__Data shown__.
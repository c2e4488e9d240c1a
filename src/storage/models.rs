use chrono::{DateTime, Utc};
use serde::{Deserialize, Serialize};

/// A code → target mapping with a fixed validity window.
///
/// Records are append-only: nothing in the crate mutates one after
/// `LinkStore::put`.
#[derive(Debug, Clone, PartialEq, Eq, Serialize, Deserialize)]
pub struct LinkRecord {
    pub code: String,
    pub target_url: String,
    pub created_at: DateTime<Utc>,
    pub expires_at: DateTime<Utc>,
}

impl LinkRecord {
    /// A record resolves while `now < expires_at`.
    pub fn is_active_at(&self, now: DateTime<Utc>) -> bool {
        now < self.expires_at
    }
}

/// One successful resolution of a live code.
#[derive(Debug, Clone, PartialEq, Eq, Serialize, Deserialize)]
pub struct ClickEvent {
    pub code: String,
    pub timestamp: DateTime<Utc>,
    /// Empty means direct / unknown
    #[serde(default)]
    pub referrer: String,
    pub approx_location: String,
}

impl ClickEvent {
    pub fn is_direct(&self) -> bool {
        self.referrer.is_empty()
    }
}
//! Service layer for business logic
//!
//! This module provides unified business logic that can be shared between
//! different interfaces (HTTP API, CLI, embedding applications).

pub mod clock;
pub mod code_generator;
mod link_service;
pub mod notifier;

pub use clock::{Clock, FixedClock, SystemClock};
pub use code_generator::{CodeGenerator, RandomCodeGenerator};
pub use link_service::*;
pub use notifier::{LogLevel, LogSink, NoopLogSink, TracingLogSink};
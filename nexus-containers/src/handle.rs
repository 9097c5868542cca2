//! Non-owning element handles.
//!
//! A [`Handle`] names one element of one [`LinkedList`](crate::LinkedList).
//! It carries the owning list's [`ListId`] as an owner tag plus the
//! element's slot index and generation. The list validates all three on
//! every use, so a handle from another list, or one whose element was
//! already erased, is rejected instead of aliasing some other element.

use core::sync::atomic::{AtomicU64, Ordering};

/// Identity tag of a list.
///
/// Every list gets a fresh id at construction (including clones), so ids
/// are never shared between two live lists.
#[derive(Debug, Clone, Copy, PartialEq, Eq, Hash)]
pub struct ListId(u64);

impl ListId {
    pub(crate) fn fresh() -> Self {
        static NEXT: AtomicU64 = AtomicU64::new(0);
        Self(NEXT.fetch_add(1, Ordering::Relaxed))
    }
}

/// Stable reference to a list element.
///
/// Handles stay valid across unrelated insertions, removals and moves in
/// the same list. They become stale once their element is erased (directly,
/// via a pop, or by [`clear`](crate::LinkedList::clear)).
///
/// ```
/// use nexus_containers::LinkedList;
///
/// let mut list = LinkedList::new();
/// let a = list.push_back(1);
/// let b = list.push_back(2);
///
/// list.push_front(0);
/// assert_eq!(list.get(b), Some(&2));
///
/// assert_eq!(list.erase(a), Some(1));
/// assert_eq!(list.get(a), None);
/// assert_eq!(list.get(b), Some(&2));
/// ```
#[derive(Debug, Clone, Copy, PartialEq, Eq, Hash)]
pub struct Handle {
    pub(crate) list: ListId,
    pub(crate) index: u32,
    pub(crate) generation: u32,
}

impl Handle {
    #[inline]
    pub(crate) const fn new(list: ListId, index: u32, generation: u32) -> Self {
        Self {
            list,
            index,
            generation,
        }
    }

    /// Returns the id of the list this handle was issued by.
    #[inline]
    pub fn list_id(&self) -> ListId {
        self.list
    }
}
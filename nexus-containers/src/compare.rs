//! Ordering strategies for [`BinaryHeap`](crate::BinaryHeap).
//!
//! The heap never relies on `T: Ord` directly. It asks a [`Compare`]
//! implementation whether one element belongs closer to the root than
//! another, so the same heap type serves as a min-heap, a max-heap, or a
//! priority queue over any derived key.
//!
//! # Example
//!
//! ```
//! use nexus_containers::{BinaryHeap, MaxFirst};
//!
//! // Closure comparator: shortest string first.
//! let mut by_len = BinaryHeap::new(|a: &&str, b: &&str| a.len() < b.len());
//! by_len.push("three");
//! by_len.push("a");
//! by_len.push("bb");
//! assert_eq!(by_len.pop(), Some("a"));
//!
//! // Named strategy: largest first.
//! let mut max = BinaryHeap::new(MaxFirst);
//! max.extend([3, 9, 1]);
//! assert_eq!(max.top(), Some(&9));
//! ```

/// Decides heap order between two elements.
///
/// `less(a, b)` returns `true` when `a` must sit closer to the root than `b`.
///
/// # Contract
///
/// The relation must be a strict weak order: irreflexive, asymmetric and
/// transitive. The heap does not detect violations. An inconsistent
/// comparator yields an unspecified (but memory-safe) element order.
pub trait Compare<T: ?Sized> {
    /// Returns `true` if `a` belongs closer to the root than `b`.
    fn less(&self, a: &T, b: &T) -> bool;
}

impl<T: ?Sized, F> Compare<T> for F
where
    F: Fn(&T, &T) -> bool,
{
    #[inline]
    fn less(&self, a: &T, b: &T) -> bool {
        self(a, b)
    }
}

/// Smallest element at the root (`a < b`).
#[derive(Debug, Default, Clone, Copy, PartialEq, Eq, Hash)]
pub struct MinFirst;

impl<T: Ord + ?Sized> Compare<T> for MinFirst {
    #[inline]
    fn less(&self, a: &T, b: &T) -> bool {
        a < b
    }
}

/// Largest element at the root (`a > b`).
#[derive(Debug, Default, Clone, Copy, PartialEq, Eq, Hash)]
pub struct MaxFirst;

impl<T: Ord + ?Sized> Compare<T> for MaxFirst {
    #[inline]
    fn less(&self, a: &T, b: &T) -> bool {
        a > b
    }
}

/// Flips the order of the wrapped comparator.
///
/// ```
/// use nexus_containers::{BinaryHeap, MinFirst, Reverse};
///
/// let heap = BinaryHeap::from_vec(Reverse(MinFirst), vec![4, 8, 2]);
/// assert_eq!(heap.top(), Some(&8));
/// ```
#[derive(Debug, Default, Clone, Copy, PartialEq, Eq, Hash)]
pub struct Reverse<C>(pub C);

impl<T: ?Sized, C: Compare<T>> Compare<T> for Reverse<C> {
    #[inline]
    fn less(&self, a: &T, b: &T) -> bool {
        self.0.less(b, a)
    }
}

#[cfg(test)]
mod tests {
    use super::*;

    #[test]
    fn min_first_is_strict() {
        assert!(MinFirst.less(&1, &2));
        assert!(!MinFirst.less(&2, &1));
        assert!(!MinFirst.less(&2, &2));
    }

    #[test]
    fn max_first_is_strict() {
        assert!(MaxFirst.less(&2, &1));
        assert!(!MaxFirst.less(&1, &2));
        assert!(!MaxFirst.less(&1, &1));
    }

    #[test]
    fn closure_comparator() {
        let by_abs = |a: &i32, b: &i32| a.abs() < b.abs();
        assert!(by_abs.less(&-1, &3));
        assert!(!by_abs.less(&-4, &3));
    }

    #[test]
    fn reverse_flips() {
        let rev = Reverse(MinFirst);
        assert!(rev.less(&5, &1));
        assert!(!rev.less(&1, &5));
        assert!(!rev.less(&5, &5));

        assert!(Reverse(Reverse(MinFirst)).less(&1, &5));
    }

    #[test]
    fn unsized_elements() {
        assert!(MinFirst.less("apple", "banana"));
        assert!(MaxFirst.less("banana", "apple"));
    }
}
/// Iterator over mutable references to list values.
pub struct IterMut<'a, T> {
    nodes: slot::RawSlots<'a, Node<T>>,
    walk: Walk,
}

impl<'a, T> IterMut<'a, T> {
    /// Yields the value at `index` and advances the walk from that end.
    #[inline]
    fn take(&mut self, index: u32, forward: bool) -> &'a mut T {
        // Safety: the walk visits each live node exactly once
        let node = unsafe { self.nodes.at_mut(index) };
        if forward {
            self.walk.front = node.next;
        } else {
            self.walk.back = node.prev;
        }
        self.walk.remaining -= 1;
        &mut node.value
    }
}

impl<'a, T> Iterator for IterMut<'a, T> {
    type Item = &'a mut T;

    #[inline]
    fn next(&mut self) -> Option<Self::Item> {
        if self.walk.remaining == 0 {
            return None;
        }
        Some(self.take(self.walk.front, true))
    }

    #[inline]
    fn size_hint(&self) -> (usize, Option<usize>) {
        (self.walk.remaining, Some(self.walk.remaining))
    }
}

impl<T> DoubleEndedIterator for IterMut<'_, T> {
    #[inline]
    fn next_back(&mut self) -> Option<Self::Item> {
        if self.walk.remaining == 0 {
            return None;
        }
        Some(self.take(self.walk.back, false))
    }
}

impl<T> ExactSizeIterator for IterMut<'_, T> {}

impl<T> FusedIterator for IterMut<'_, T> {}

/// Iterator over element handles.
pub struct Handles<'a, T> {
    list: &'a LinkedList<T>,
    walk: Walk,
}

impl<T> Iterator for Handles<'_, T> {
    type Item = Handle;

    #[inline]
    fn next(&mut self) -> Option<Self::Item> {
        let index = self.walk.next(self.list)?;
        self.list.handle_at(index)
    }

    #[inline]
    fn size_hint(&self) -> (usize, Option<usize>) {
        (self.walk.remaining, Some(self.walk.remaining))
    }
}

impl<T> DoubleEndedIterator for Handles<'_, T> {
    #[inline]
    fn next_back(&mut self) -> Option<Self::Item> {
        let index = self.walk.next_back(self.list)?;
        self.list.handle_at(index)
    }
}

impl<T> ExactSizeIterator for Handles<'_, T> {}

impl<T> FusedIterator for Handles<'_, T> {}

__How to complete this task__.
Would you copy out exactly the lines above that start at the one containing "tag plus the" and end at the one containing "pub(crate) const fn", inclusive?

__Solution to the exercise__.
//! It carries the owning list's [`ListId`] as an owner tag plus the
//! element's slot index and generation. The list validates all three on
//! every use, so a handle from another list, or one whose element was
//! already erased, is rejected instead of aliasing some other element.

use core::sync::atomic::{AtomicU64, Ordering};

/// Identity tag of a list.
///
/// Every list gets a fresh id at construction (including clones), so ids
/// are never shared between two live lists.
#[derive(Debug, Clone, Copy, PartialEq, Eq, Hash)]
pub struct ListId(u64);

impl ListId {
    pub(crate) fn fresh() -> Self {
        static NEXT: AtomicU64 = AtomicU64::new(0);
        Self(NEXT.fetch_add(1, Ordering::Relaxed))
    }
}

/// Stable reference to a list element.
///
/// Handles stay valid across unrelated insertions, removals and moves in
/// the same list. They become stale once their element is erased (directly,
/// via a pop, or by [`clear`](crate::LinkedList::clear)).
///
/// ```
/// use nexus_containers::LinkedList;
///
/// let mut list = LinkedList::new();
/// let a = list.push_back(1);
/// let b = list.push_back(2);
///
/// list.push_front(0);
/// assert_eq!(list.get(b), Some(&2));
///
/// assert_eq!(list.erase(a), Some(1));
/// assert_eq!(list.get(a), None);
/// assert_eq!(list.get(b), Some(&2));
/// ```
#[derive(Debug, Clone, Copy, PartialEq, Eq, Hash)]
pub struct Handle {
    pub(crate) list: ListId,
    pub(crate) index: u32,
    pub(crate) generation: u32,
}

impl Handle {
    #[inline]
    pub(crate) const fn new(list: ListId, index: u32, generation: u32) -> Self {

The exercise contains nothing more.